6.5.3.3. Copying a Series in a Dataframe¶

To copy a single series in a dataframe, you can assign the existing column values to a new column name.

# use a new label and assign it the values from the series to by copied
df.loc[:, 'album_duplicated'] = df.loc[:, 'album']

# check the result
df.loc[:, ['album', 'album_duplicated']].head(3)

	album	album_duplicated
year
1967	Sgt. Pepper's Lonely Hearts Club Band	Sgt. Pepper's Lonely Hearts Club Band
1969	Abbey Road	Abbey Road
1971	Led Zeppelin IV	Led Zeppelin IV

To copy multiple columns, we can specify the new column labels using a list, and specify the columns to be copied using another list. Unlike copying a single column, when we are copying multiple columns, we need to specify that we are copying the values of the columns.

# copying multiple series

# create list of new value names, just so the next bit of code isn't too lengthy
new_labels = ['certsales_duplicated', 'claimsales_duplicated']

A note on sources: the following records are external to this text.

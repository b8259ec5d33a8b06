//! Interactive session
//!
//! Each line is either a tool call (`ls {"path": "src"}`) or a meta command.
//! "Always allow" grants made at a prompt last until the session ends.

use anyhow::Result;
use toolgate_foundation::ToolCall;
use toolgate_tool::{format_block, OutputFilter, ToolRegistry};

use crate::cli::{call_id, list_tools};
use crate::prompt::{read_line, TerminalApproval};

const HELP: &str = "\
Commands:
  <tool> [json]          run a tool, e.g. ls {\"path\": \"src\"}
  :tools                 list tools and permissions
  :perm <tool>           show one tool's permission
  :allow <tool>          allow a tool (confirmation flag unchanged)
  :always <tool>         allow a tool for the rest of the session
  :confirm <tool> on|off toggle per-call confirmation
  :help                  this text
  :quit                  leave";

#[derive(Debug, Clone, PartialEq, Eq)]
pub enum ReplCommand {
    Empty,
    Tools,
    Help,
    Quit,
    Perm(String),
    Allow(String),
    Always(String),
    Confirm(String, bool),
    Call { tool: String, args: String },
}

/// Parse one input line
pub fn parse_line(line: &str) -> std::result::Result<ReplCommand, String> {
    let line = line.trim();
    if line.is_empty() {
        return Ok(ReplCommand::Empty);
    }

    let Some(meta) = line.strip_prefix(':') else {
        let (tool, args) = match line.split_once(char::is_whitespace) {
            Some((tool, rest)) => (tool, rest.trim()),
            None => (line, ""),
        };
        let args = if args.is_empty() { "{}" } else { args };
        return Ok(ReplCommand::Call {
            tool: tool.to_string(),
            args: args.to_string(),
        });
    };

    let mut words = meta.split_whitespace();
    let command = words.next().unwrap_or_default();
    let target = words.next().map(str::to_string);
    let extra = words.next();

    let need_tool = |cmd: &str| target.clone().ok_or_else(|| format!(":{} needs a tool name", cmd));

    match command {
        "tools" => Ok(ReplCommand::Tools),
        "help" | "h" | "?" => Ok(ReplCommand::Help),
        "quit" | "q" | "exit" => Ok(ReplCommand::Quit),
        "perm" => Ok(ReplCommand::Perm(need_tool("perm")?)),
        "allow" => Ok(ReplCommand::Allow(need_tool("allow")?)),
        "always" => Ok(ReplCommand::Always(need_tool("always")?)),
        "confirm" => {
            let tool = need_tool("confirm")?;
            match extra {
                Some("on") | Some("true") | Some("yes") => Ok(ReplCommand::Confirm(tool, true)),
                Some("off") | Some("false") | Some("no") => Ok(ReplCommand::Confirm(tool, false)),
                _ => Err(":confirm needs on or off".to_string()),
            }
        }
        other => Err(format!("unknown command :{} (try :help)", other)),
    }
}

pub async fn run(registry: &ToolRegistry, filter: &OutputFilter) -> Result<()> {
    println!("toolgate - sandbox {}", registry.sandbox_root().display());
    println!("Type :help for commands.\n");
    let approval = TerminalApproval::new();

    loop {
        let Some(line) = read_line("toolgate> ").await? else {
            println!();
            break;
        };

        let command = match parse_line(&line) {
            Ok(command) => command,
            Err(message) => {
                println!("{}", message);
                continue;
            }
        };

        match command {
            ReplCommand::Empty => {}
            ReplCommand::Quit => break,
            ReplCommand::Help => println!("{}", HELP),
            ReplCommand::Tools => list_tools(registry),
            ReplCommand::Perm(tool) => match registry.get_permission(&tool) {
                Some(p) => println!(
                    "{}: allowed={} require_confirmation={} denied={}",
                    tool,
                    p.allowed,
                    p.require_confirmation,
                    registry.is_denied(&tool)
                ),
                None => println!("Unknown tool: {}", tool),
            },
            ReplCommand::Allow(tool) => report(registry.allow_tool(&tool, false), &tool, "allowed"),
            ReplCommand::Always(tool) => report(
                registry.allow_tool(&tool, true),
                &tool,
                "allowed for this session",
            ),
            ReplCommand::Confirm(tool, on) => report(
                registry.set_require_confirmation(&tool, on),
                &tool,
                if on { "requires confirmation" } else { "runs without confirmation" },
            ),
            ReplCommand::Call { tool, args } => {
                let call = ToolCall::new(call_id(), tool, args);
                let result = registry.execute_with_approval(&call, &approval).await;
                println!("{}\n", format_block(&result, filter));
            }
        }
    }

    Ok(())
}

fn report(outcome: std::result::Result<(), toolgate_foundation::ToolError>, tool: &str, what: &str) {
    match outcome {
        Ok(()) => println!("✓ {} {}", tool, what),
        Err(e) => println!("✗ {}", e),
    }
}

#[cfg(test)]
mod tests {
    use super::*;

    #[test]
    fn test_parse_tool_calls() {
        assert_eq!(
            parse_line("ls").unwrap(),
            ReplCommand::Call {
                tool: "ls".into(),
                args: "{}".into()
            }
        );
        assert_eq!(
            parse_line("  cat {\"path\": \"a b.txt\"}  ").unwrap(),
            ReplCommand::Call {
                tool: "cat".into(),
                args: "{\"path\": \"a b.txt\"}".into()
            }
        );
        assert_eq!(parse_line("   ").unwrap(), ReplCommand::Empty);
    }

    #[test]
    fn test_parse_meta_commands() {
        assert_eq!(parse_line(":q").unwrap(), ReplCommand::Quit);
        assert_eq!(parse_line(":tools").unwrap(), ReplCommand::Tools);
        assert_eq!(parse_line(":always cat").unwrap(), ReplCommand::Always("cat".into()));
        assert_eq!(
            parse_line(":confirm rm on").unwrap(),
            ReplCommand::Confirm("rm".into(), true)
        );
        assert_eq!(
            parse_line(":confirm rm off").unwrap(),
            ReplCommand::Confirm("rm".into(), false)
        );
    }

    #[test]
    fn test_parse_errors() {
        assert!(parse_line(":allow").is_err());
        assert!(parse_line(":confirm rm maybe").is_err());
        assert!(parse_line(":launch").is_err());
    }
}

# provide the new labels, assign values of columns to be copied, note the use of .values
df.loc[:, new_labels] = df.loc[:, ['cert_sales', 'claim_sales']].values

# check the result
df.loc[:, :].head(3)

	artist	album	genre	cert_sales	claim_sales	decade	awesomeness	album_duplicated	certsales_duplicated	claimsales_duplicated
year
1967	The Beatles	Sgt. Pepper's Lonely Hearts Club Band	Rock	18.2	32	1960	5	Sgt. Pepper's Lonely Hearts Club Band	18.2	32.0
1969	The Beatles	Abbey Road	Rock	14.4	30	1960	5	Abbey Road	14.4	30.0
1971	Led Zeppelin	Led Zeppelin IV	Hard rock, heavy metal, folk rock	29.0	37	1970	5	Led Zeppelin IV	29.0	37.0

6.5.3.4. Deleting Rows and Columns¶

We can remove columns or rows from a Dataframe by using the Dataframe method .drop(). Drop takes the index or column labels you want to drop.

# dropping a column by column label
df = df.drop(columns = 'claimsales_duplicated')

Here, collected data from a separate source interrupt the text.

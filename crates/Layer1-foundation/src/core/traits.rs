//! Core Traits - interfaces implemented by upper layers
//!
//! ```text
//! ┌─────────────────────────────────────────────────────────────┐
//! │  Layer4-CLI                                                 │
//! │  └── ApprovalDelegate impl (terminal prompt)                │
//! ├─────────────────────────────────────────────────────────────┤
//! │  Layer2-Tool                                                │
//! │  ├── Tool impls (shell, ls, cat, write_file ...)            │
//! │  ├── ToolContext impl (RuntimeContext, one per call)        │
//! │  └── CommandRunner impl (HostRunner)                        │
//! ├─────────────────────────────────────────────────────────────┤
//! │  Layer1-Foundation (this layer)                             │
//! │  ├── Trait definitions                                      │
//! │  └── Permission policy engine                               │
//! └─────────────────────────────────────────────────────────────┘
//! ```

use super::types::{ApprovalRequest, ToolArgs, ToolOutput};
use crate::config::LimitsConfig;
use crate::permission::ApprovalResponse;
use crate::ToolError;
use async_trait::async_trait;
use semver::{Version, VersionReq};
use serde_json::Value;
use std::collections::BTreeMap;
use std::path::{Path, PathBuf};
use std::time::{Duration, Instant};
use tokio_util::sync::CancellationToken;

// ============================================================================
// Tool Trait
// ============================================================================

/// Tool metadata
#[derive(Debug, Clone)]
pub struct ToolMeta {
    /// Unique name (registry key)
    pub name: String,
    pub description: String,
    /// filesystem, execute, system ...
    pub category: String,
    pub version: Version,
    /// Host versions this tool can run under
    pub host_requirement: VersionReq,
}

impl ToolMeta {
    pub fn new(name: impl Into<String>) -> Self {
        Self {
            name: name.into(),
            description: String::new(),
            category: "general".to_string(),
            version: Version::new(0, 1, 0),
            host_requirement: VersionReq::STAR,
        }
    }

    pub fn description(mut self, desc: impl Into<String>) -> Self {
        self.description = desc.into();
        self
    }

    pub fn category(mut self, cat: impl Into<String>) -> Self {
        self.category = cat.into();
        self
    }

    pub fn version(mut self, version: Version) -> Self {
        self.version = version;
        self
    }

    pub fn requires_host(mut self, req: VersionReq) -> Self {
        self.host_requirement = req;
        self
    }
}

/// A named capability. Tools are registered once and immutable afterwards.
#[async_trait]
pub trait Tool: Send + Sync {
    /// Unique name used as the registry key
    fn name(&self) -> &str;

    fn meta(&self) -> ToolMeta;

    /// JSON schema of the accepted arguments
    fn schema(&self) -> Value;

    /// Checked before the permission gate; must not have side effects.
    fn validate(&self, _args: &ToolArgs) -> Result<(), ToolError> {
        Ok(())
    }

    /// Run the tool. Long-running tools call `ctx.checkpoint()` at entry and
    /// on every loop iteration.
    async fn execute(&self, ctx: &dyn ToolContext, args: &ToolArgs)
        -> Result<ToolOutput, ToolError>;

    fn compatible_with(&self, host: &Version) -> bool {
        self.meta().host_requirement.matches(host)
    }
}

// ============================================================================
// ToolContext - per-call execution context
// ============================================================================

/// Execution context handed to a tool for one call
pub trait ToolContext: Send + Sync {
    fn tool_name(&self) -> &str;

    /// Canonical sandbox base
    fn sandbox_root(&self) -> &Path;

    fn limits(&self) -> &LimitsConfig;

    fn deadline(&self) -> Instant;

    /// Effective timeout this call was started with
    fn timeout(&self) -> Duration;

    fn cancellation(&self) -> CancellationToken;

    fn runner(&self) -> &dyn CommandRunner;

    fn is_cancelled(&self) -> bool {
        self.cancellation().is_cancelled() || Instant::now() >= self.deadline()
    }

    /// Cooperative cancellation point
    fn checkpoint(&self) -> Result<(), ToolError> {
        if self.is_cancelled() {
            Err(ToolError::deadline(self.tool_name(), self.timeout()))
        } else {
            Ok(())
        }
    }
}

// ============================================================================
// CommandRunner - pluggable execution backend
// ============================================================================

/// A command to run
#[derive(Debug, Clone, Default)]
pub struct CommandSpec {
    /// Shell command line
    pub command: String,
    pub cwd: PathBuf,
    pub env: BTreeMap<String, String>,
}

impl CommandSpec {
    pub fn new(command: impl Into<String>, cwd: impl Into<PathBuf>) -> Self {
        Self {
            command: command.into(),
            cwd: cwd.into(),
            env: BTreeMap::new(),
        }
    }

    pub fn env(mut self, key: impl Into<String>, value: impl Into<String>) -> Self {
        self.env.insert(key.into(), value.into());
        self
    }
}

/// Captured output of a command
#[derive(Debug, Clone, Default, PartialEq, Eq)]
pub struct CommandOutput {
    pub stdout: String,
    pub stderr: String,
    /// `None` when killed by a signal or cancelled
    pub exit_code: Option<i32>,
    pub cancelled: bool,
}

impl CommandOutput {
    pub fn success(&self) -> bool {
        !self.cancelled && self.exit_code == Some(0)
    }

    /// stdout followed by stderr
    pub fn combined(&self) -> String {
        match (self.stdout.is_empty(), self.stderr.is_empty()) {
            (_, true) => self.stdout.clone(),
            (true, false) => self.stderr.clone(),
            (false, false) => format!("{}\n{}", self.stdout.trim_end(), self.stderr),
        }
    }
}

/// Runs commands for shell-type tools. Host execution is the default; an
/// isolating backend can be swapped in without touching the tools.
#[async_trait]
pub trait CommandRunner: Send + Sync {
    fn name(&self) -> &str;

    /// Run to completion or until `cancel` fires. On cancellation the child is
    /// killed and whatever it printed so far is returned with `cancelled` set.
    async fn run(
        &self,
        spec: CommandSpec,
        cancel: CancellationToken,
    ) -> std::io::Result<CommandOutput>;
}

// ============================================================================
// ApprovalDelegate - out-of-band approval
// ============================================================================

/// Asks someone whether a held call may run
#[async_trait]
pub trait ApprovalDelegate: Send + Sync {
    async fn request_approval(&self, request: &ApprovalRequest) -> ApprovalResponse;
}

# dropping multiple columns using a list of label
df = df.drop(columns = ['album_duplicated','certsales_duplicated'])

# check result
df.head(3)

	artist	album	genre	cert_sales	claim_sales	decade	awesomeness
year
1967	The Beatles	Sgt. Pepper's Lonely Hearts Club Band	Rock	18.2	32	1960	5
1969	The Beatles	Abbey Road	Rock	14.4	30	1960	5
1971	Led Zeppelin	Led Zeppelin IV	Hard rock, heavy metal, folk rock	29.0	37	1970	5

We can remove rows by specifying rows rather than columns.

# deleting a row using a row label
df = df.drop(index = '2020')

# check the result, no more baby shark
df.tail(3)

	artist	album	genre	cert_sales	claim_sales	decade	awesomeness
year
1999	Santana	Supernatural	Latin rock	20.5	30	1990	5
2000	The Beatles	1	Rock	23.4	31	2000	5
2011	Adele	21	Pop, soul	25.3	31	2010	5

6.5.4. 6.2.2.3 Basic Operations with Dataframes¶

6.5.4.1. Updating Values¶

Like a list, a series is mutable, so values can be updated using indexing with .loc or iloc.

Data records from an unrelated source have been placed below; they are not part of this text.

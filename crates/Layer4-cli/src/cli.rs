//! Non-interactive commands: registry setup, `tools`, `run`

use anyhow::{Context, Result};
use std::path::{Path, PathBuf};
use toolgate_foundation::{ApprovalDelegate, ExecuteOptions, ToolCall, ToolResult, ToolgateConfig};
use toolgate_tool::{format_block, OutputFilter, ToolRegistry};

use crate::prompt::{AutoApprove, TerminalApproval};

/// Config from `--config`, else discovered from the sandbox root
pub fn load_config(root: &Path, explicit: Option<&Path>) -> Result<ToolgateConfig> {
    match explicit {
        Some(path) => ToolgateConfig::load_from(path)
            .with_context(|| format!("loading {}", path.display())),
        None => ToolgateConfig::discover(root).context("discovering config"),
    }
}

pub fn resolve_root(root: Option<PathBuf>) -> Result<PathBuf> {
    match root {
        Some(root) => Ok(root),
        None => std::env::current_dir().context("reading current directory"),
    }
}

pub fn build_registry(root: &Path, config: &ToolgateConfig) -> Result<ToolRegistry> {
    ToolRegistry::builder()
        .sandbox_root(root)
        .config(config)
        .with_builtins()
        .build()
        .context("building tool registry")
}

/// Fresh call id
pub fn call_id() -> String {
    format!("call_{}", uuid::Uuid::new_v4().simple())
}

/// `toolgate tools`
pub fn list_tools(registry: &ToolRegistry) {
    println!("\nSandbox: {}\n", registry.sandbox_root().display());
    println!(
        "{:<24} {:<12} {:<8} {:<8} {:<8}",
        "Tool", "Category", "Allowed", "Confirm", "Timeout"
    );
    println!("{}", "-".repeat(64));

    for name in registry.tool_names() {
        let category = registry
            .get(&name)
            .map(|tool| tool.meta().category)
            .unwrap_or_default();
        let permission = registry.get_permission(&name).unwrap_or_default();
        let allowed = if registry.is_denied(&name) {
            "denied"
        } else if permission.allowed {
            "yes"
        } else {
            "ask"
        };
        let confirm = if permission.require_confirmation { "yes" } else { "-" };

        println!(
            "{:<24} {:<12} {:<8} {:<8} {:<8}",
            name,
            category,
            allowed,
            confirm,
            format!("{}s", registry.effective_timeout(&name).as_secs())
        );
    }
    println!();
}

/// `toolgate run`. Returns whether the call succeeded.
pub async fn run_once(
    registry: &ToolRegistry,
    filter: &OutputFilter,
    tool: &str,
    args: &str,
    force: bool,
    yes: bool,
) -> Result<bool> {
    let call = ToolCall::new(call_id(), tool, args);

    let execution = async {
        if force {
            registry
                .execute_tool_call(&call, ExecuteOptions::forced())
                .await
        } else {
            let delegate: &dyn ApprovalDelegate = if yes { &AutoApprove } else { &TerminalApproval };
            registry.execute_with_approval(&call, delegate).await
        }
    };

    let result: ToolResult = tokio::select! {
        result = execution => result,
        _ = tokio::signal::ctrl_c() => {
            eprintln!("\nInterrupted");
            return Ok(false);
        }
    };

    println!("{}", format_block(&result, filter));
    Ok(result.is_success())
}

#[cfg(test)]
mod tests {
    use super::*;

    #[test]
    fn test_registry_from_discovered_config() {
        let dir = tempfile::tempdir().unwrap();
        let config_dir = dir.path().join(toolgate_foundation::config::PROJECT_DIR);
        std::fs::create_dir_all(&config_dir).unwrap();
        std::fs::write(
            config_dir.join(toolgate_foundation::config::CONFIG_FILE),
            "[policy]\nallow = [\"ls\"]\ndeny = [\"rm\"]\n\n[timeouts]\ndefault_seconds = 7\n",
        )
        .unwrap();

        let config = load_config(dir.path(), None).unwrap();
        let registry = build_registry(dir.path(), &config).unwrap();

        assert!(registry.get_permission("ls").unwrap().allowed);
        assert!(registry.is_denied("rm"));
        assert!(!registry.get_permission("cat").unwrap().allowed);
        assert_eq!(registry.effective_timeout("cat").as_secs(), 7);
    }

    #[test]
    fn test_explicit_config_must_exist() {
        let dir = tempfile::tempdir().unwrap();
        assert!(load_config(dir.path(), Some(&dir.path().join("missing.toml"))).is_err());
    }

    #[test]
    fn test_call_ids_are_unique() {
        let a = call_id();
        assert!(a.starts_with("call_"));
        assert_ne!(a, call_id());
    }
}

# select all rows, where the artist column is either Eagles or Celine Dion
not_awesome_mask = df.loc[:, 'artist'].isin(['Eagles', 'Celine Dion'])

# update a value based on a label
df.loc[not_awesome_mask, 'awesomeness'] = 1

#check the result
df.loc[[1976,1996,1997], ['artist', 'album', 'awesomeness']]

	artist	album	awesomeness
year
1976	Eagles	Their Greatest Hits (1971–1975)	1
1976	Eagles	Hotel California	1
1996	Celine Dion	Falling into You	1
1997	Celine Dion	Let's Talk About Love	1
1997	James Horner	Titanic: Music from the Motion Picture	5
1997	Shania Twain	Come On Over	5

It’s entirely possible people bought the Titanic soundtrack just because of Celine Dion, so let’s make one more alteration.

# create a mask to select the row with Titanic by album name
titanic_mask = df.loc[:, 'album'] == 'Titanic: Music from the Motion Picture'

# use the mask to selecte the row and set the value
df.loc[titanic_mask, 'awesomeness'] = 2

#check the result
df.loc[[1976,1996,1997], ['artist', 'album', 'awesomeness']]

	artist	album	awesomeness
year
1976	Eagles	Their Greatest Hits (1971–1975)	1
1976	Eagles	Hotel California	1
1996	Celine Dion	Falling into You	1
1997	Celine Dion	Let's Talk About Love	1
1997	James Horner	Titanic: Music from the Motion Picture	2
1997	Shania Twain	Come On Over	5

That seems fair. In case you’re wondering, my ranking of awesomeness is roughly inversely proportional to the number of times I had to hear these songs growing up. You may feel the same way about Adele at this point. If so, feel free to edit some code to set your own levels of awesomeness.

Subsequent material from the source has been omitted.